[Opening Records provided section]

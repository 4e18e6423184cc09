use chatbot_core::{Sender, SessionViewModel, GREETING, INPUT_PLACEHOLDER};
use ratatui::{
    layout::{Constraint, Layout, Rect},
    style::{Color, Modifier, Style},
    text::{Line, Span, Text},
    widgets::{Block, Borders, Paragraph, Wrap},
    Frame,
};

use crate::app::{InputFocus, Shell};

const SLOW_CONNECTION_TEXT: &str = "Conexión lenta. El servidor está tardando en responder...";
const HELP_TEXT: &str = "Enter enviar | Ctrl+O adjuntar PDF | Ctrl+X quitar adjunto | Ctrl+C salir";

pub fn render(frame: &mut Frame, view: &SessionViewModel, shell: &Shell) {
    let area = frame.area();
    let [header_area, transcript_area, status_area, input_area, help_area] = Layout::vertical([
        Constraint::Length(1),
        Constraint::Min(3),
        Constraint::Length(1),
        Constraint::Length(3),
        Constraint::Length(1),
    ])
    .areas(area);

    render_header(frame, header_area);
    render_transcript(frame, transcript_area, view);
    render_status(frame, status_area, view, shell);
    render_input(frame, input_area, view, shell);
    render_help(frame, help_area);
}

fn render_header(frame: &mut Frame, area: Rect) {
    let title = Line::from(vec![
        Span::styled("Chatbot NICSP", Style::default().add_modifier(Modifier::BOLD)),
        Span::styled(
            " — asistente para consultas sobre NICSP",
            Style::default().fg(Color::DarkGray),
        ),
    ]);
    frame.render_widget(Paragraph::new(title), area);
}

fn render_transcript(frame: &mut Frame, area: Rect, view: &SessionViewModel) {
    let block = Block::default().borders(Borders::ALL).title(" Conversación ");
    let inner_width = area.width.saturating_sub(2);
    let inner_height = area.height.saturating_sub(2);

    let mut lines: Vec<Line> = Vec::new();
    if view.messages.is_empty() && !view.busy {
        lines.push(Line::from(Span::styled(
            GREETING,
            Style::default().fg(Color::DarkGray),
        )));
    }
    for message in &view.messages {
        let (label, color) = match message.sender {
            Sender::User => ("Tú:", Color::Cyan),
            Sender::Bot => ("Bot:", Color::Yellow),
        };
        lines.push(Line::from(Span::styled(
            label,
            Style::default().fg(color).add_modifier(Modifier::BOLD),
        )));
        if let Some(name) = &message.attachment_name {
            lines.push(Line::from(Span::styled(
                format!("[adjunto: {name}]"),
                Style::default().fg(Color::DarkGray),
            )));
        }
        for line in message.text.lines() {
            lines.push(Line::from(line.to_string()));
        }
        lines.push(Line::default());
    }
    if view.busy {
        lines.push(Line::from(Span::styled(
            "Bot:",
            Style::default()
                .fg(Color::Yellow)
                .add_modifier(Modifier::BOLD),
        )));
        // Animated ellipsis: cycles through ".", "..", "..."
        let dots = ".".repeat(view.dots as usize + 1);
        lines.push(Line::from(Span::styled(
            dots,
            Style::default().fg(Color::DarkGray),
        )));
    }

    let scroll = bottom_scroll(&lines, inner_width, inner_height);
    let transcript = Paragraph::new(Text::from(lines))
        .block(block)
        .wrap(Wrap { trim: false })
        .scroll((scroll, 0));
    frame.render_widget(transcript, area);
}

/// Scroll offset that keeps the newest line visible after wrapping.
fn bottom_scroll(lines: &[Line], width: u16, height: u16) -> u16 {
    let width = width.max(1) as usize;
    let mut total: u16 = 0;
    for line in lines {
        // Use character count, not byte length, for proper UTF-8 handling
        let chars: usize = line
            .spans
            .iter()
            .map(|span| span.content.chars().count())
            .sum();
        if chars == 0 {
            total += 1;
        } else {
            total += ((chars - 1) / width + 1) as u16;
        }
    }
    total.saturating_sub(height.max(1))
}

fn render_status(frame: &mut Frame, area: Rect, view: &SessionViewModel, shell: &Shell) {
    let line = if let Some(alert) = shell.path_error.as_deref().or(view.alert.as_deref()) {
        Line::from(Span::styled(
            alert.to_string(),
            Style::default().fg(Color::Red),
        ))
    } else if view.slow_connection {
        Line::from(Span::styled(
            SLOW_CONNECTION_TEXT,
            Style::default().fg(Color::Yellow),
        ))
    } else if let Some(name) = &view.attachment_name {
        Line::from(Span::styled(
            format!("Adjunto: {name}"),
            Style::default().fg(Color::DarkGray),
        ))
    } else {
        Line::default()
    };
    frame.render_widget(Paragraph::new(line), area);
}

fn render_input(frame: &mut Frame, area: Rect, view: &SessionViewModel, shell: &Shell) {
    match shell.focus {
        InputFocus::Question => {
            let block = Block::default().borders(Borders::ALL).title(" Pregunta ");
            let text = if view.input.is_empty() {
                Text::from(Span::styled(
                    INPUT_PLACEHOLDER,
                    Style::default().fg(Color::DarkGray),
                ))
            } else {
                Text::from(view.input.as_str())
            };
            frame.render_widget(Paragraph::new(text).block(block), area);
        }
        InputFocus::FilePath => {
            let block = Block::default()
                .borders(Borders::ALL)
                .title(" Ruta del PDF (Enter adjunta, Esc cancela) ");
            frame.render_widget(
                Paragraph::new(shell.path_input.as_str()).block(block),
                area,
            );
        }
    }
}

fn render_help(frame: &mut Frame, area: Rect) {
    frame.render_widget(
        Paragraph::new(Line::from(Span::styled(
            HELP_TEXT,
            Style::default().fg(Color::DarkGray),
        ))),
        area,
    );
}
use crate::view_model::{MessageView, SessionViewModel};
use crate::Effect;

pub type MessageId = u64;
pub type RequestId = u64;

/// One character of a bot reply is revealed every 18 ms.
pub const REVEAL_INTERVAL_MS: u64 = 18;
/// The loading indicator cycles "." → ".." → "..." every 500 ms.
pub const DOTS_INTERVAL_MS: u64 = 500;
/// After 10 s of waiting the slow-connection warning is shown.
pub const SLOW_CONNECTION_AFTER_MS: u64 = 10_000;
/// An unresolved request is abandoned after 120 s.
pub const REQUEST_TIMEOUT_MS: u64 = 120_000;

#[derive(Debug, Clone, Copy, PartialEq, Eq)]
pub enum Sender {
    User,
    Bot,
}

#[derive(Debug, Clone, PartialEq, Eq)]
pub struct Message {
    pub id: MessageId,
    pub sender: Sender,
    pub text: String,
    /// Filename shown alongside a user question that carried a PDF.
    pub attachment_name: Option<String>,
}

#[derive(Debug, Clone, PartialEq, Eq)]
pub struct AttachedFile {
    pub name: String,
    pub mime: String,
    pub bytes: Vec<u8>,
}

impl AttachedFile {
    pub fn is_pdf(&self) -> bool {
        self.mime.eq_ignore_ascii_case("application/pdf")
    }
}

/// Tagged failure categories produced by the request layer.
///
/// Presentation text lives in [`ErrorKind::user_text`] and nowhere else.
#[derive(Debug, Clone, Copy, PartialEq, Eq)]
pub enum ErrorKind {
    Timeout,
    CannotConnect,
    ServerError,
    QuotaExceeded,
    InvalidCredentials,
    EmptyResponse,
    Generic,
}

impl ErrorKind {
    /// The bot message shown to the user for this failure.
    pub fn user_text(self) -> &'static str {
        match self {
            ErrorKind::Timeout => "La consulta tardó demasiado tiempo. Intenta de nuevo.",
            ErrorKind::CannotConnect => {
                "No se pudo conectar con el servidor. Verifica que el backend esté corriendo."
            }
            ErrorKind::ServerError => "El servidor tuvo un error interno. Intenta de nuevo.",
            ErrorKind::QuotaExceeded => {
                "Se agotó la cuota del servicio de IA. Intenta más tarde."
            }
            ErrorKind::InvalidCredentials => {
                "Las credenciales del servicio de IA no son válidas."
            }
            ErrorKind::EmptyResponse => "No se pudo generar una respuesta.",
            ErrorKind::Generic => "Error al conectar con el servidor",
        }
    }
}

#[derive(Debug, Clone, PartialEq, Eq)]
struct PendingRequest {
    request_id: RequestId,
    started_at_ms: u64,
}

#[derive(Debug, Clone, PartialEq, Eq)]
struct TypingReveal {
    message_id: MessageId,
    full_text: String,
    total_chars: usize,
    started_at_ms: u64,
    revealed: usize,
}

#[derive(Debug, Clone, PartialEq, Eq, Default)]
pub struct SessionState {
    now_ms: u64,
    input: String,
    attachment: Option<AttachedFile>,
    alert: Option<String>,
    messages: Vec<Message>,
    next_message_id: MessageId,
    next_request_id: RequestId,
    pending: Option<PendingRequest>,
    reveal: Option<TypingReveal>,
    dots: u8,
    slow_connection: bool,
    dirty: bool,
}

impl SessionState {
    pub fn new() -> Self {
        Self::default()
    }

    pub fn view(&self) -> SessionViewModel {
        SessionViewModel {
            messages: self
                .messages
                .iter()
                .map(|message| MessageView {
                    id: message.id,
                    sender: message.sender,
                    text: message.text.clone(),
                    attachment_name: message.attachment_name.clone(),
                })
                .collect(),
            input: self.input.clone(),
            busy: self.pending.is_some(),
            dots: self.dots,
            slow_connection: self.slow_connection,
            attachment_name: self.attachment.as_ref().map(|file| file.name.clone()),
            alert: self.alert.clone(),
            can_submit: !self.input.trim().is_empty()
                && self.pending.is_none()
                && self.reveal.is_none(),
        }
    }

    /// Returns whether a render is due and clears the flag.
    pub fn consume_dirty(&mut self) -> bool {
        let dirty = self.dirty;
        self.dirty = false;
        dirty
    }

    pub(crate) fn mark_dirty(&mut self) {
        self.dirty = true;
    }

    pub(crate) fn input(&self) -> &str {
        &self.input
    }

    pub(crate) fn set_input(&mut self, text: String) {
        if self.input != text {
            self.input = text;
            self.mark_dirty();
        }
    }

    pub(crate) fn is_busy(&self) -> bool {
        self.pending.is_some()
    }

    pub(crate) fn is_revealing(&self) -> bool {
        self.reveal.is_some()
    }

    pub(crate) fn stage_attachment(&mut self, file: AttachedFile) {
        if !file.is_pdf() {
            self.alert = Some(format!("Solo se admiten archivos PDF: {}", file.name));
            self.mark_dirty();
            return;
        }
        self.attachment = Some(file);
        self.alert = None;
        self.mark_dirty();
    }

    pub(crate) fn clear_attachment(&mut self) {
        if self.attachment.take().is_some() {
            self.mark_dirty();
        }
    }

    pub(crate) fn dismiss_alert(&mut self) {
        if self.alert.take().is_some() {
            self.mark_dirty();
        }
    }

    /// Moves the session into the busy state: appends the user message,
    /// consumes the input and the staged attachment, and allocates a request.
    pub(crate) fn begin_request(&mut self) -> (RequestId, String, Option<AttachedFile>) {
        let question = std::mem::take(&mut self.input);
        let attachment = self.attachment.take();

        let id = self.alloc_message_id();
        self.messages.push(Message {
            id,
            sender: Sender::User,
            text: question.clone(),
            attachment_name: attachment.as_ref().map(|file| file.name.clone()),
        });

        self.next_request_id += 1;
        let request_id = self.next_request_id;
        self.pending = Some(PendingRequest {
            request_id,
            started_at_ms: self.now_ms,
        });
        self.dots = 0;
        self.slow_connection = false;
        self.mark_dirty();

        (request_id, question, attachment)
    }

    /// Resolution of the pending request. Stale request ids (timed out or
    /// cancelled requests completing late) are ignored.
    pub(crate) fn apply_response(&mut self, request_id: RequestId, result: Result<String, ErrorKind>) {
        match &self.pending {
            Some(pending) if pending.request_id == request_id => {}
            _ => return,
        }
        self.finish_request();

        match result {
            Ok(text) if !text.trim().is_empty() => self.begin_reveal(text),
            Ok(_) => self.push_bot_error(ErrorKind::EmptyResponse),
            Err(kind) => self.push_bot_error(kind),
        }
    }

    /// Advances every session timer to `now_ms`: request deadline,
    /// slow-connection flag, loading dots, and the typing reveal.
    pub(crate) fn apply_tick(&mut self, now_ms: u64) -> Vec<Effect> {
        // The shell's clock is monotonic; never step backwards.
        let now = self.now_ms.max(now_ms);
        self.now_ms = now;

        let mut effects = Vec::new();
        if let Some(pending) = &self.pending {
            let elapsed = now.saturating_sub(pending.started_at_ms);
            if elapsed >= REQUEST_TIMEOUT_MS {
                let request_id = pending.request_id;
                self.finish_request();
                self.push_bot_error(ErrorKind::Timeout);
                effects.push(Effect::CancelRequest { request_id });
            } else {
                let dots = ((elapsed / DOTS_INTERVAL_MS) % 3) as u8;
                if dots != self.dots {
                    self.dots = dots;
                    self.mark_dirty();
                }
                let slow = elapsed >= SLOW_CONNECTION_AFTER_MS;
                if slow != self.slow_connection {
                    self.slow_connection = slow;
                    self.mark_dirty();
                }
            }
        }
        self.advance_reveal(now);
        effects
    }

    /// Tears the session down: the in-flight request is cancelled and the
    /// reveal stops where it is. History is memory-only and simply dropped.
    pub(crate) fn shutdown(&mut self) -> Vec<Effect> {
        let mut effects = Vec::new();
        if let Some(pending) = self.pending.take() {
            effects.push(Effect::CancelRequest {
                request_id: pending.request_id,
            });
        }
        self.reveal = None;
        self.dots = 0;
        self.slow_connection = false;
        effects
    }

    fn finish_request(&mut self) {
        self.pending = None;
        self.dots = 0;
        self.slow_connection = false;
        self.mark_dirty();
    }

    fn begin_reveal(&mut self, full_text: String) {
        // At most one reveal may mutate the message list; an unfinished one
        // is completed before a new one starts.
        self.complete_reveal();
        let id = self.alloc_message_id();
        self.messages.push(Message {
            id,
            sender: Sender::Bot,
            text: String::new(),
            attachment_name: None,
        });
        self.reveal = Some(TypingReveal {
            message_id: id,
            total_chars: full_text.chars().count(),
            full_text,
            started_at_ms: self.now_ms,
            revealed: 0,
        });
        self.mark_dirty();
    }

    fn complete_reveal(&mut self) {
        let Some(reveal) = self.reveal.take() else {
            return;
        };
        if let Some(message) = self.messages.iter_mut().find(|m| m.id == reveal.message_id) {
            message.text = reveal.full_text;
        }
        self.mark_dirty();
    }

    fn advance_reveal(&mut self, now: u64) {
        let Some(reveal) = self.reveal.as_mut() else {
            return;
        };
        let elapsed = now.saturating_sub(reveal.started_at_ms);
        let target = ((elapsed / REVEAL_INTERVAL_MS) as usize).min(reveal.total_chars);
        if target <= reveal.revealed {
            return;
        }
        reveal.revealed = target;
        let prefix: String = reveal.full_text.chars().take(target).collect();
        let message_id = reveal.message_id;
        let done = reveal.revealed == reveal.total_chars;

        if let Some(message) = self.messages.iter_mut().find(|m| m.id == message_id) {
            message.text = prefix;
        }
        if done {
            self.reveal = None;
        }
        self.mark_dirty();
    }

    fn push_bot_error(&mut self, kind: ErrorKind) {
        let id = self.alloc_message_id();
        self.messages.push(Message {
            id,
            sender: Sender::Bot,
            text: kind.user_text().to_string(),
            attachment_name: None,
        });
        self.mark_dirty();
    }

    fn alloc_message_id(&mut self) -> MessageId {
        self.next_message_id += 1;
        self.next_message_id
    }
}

[Closing Records provided section]

▸ **What is needed**
Up to and including the line with "const HELP_TEXT: &str", repeat the entries exactly, beginning at their first line.

▸ **Worked solution**
repository 4e18e6423184cc09
use chatbot_core::{Sender, SessionViewModel, GREETING, INPUT_PLACEHOLDER};
use ratatui::{
    layout::{Constraint, Layout, Rect},
    style::{Color, Modifier, Style},
    text::{Line, Span, Text},
    widgets::{Block, Borders, Paragraph, Wrap},
    Frame,
};

use crate::app::{InputFocus, Shell};

const SLOW_CONNECTION_TEXT: &str = "Conexión lenta. El servidor está tardando en responder...";
const HELP_TEXT: &str = "Enter enviar | Ctrl+O adjuntar PDF | Ctrl+X quitar adjunto | Ctrl+C salir";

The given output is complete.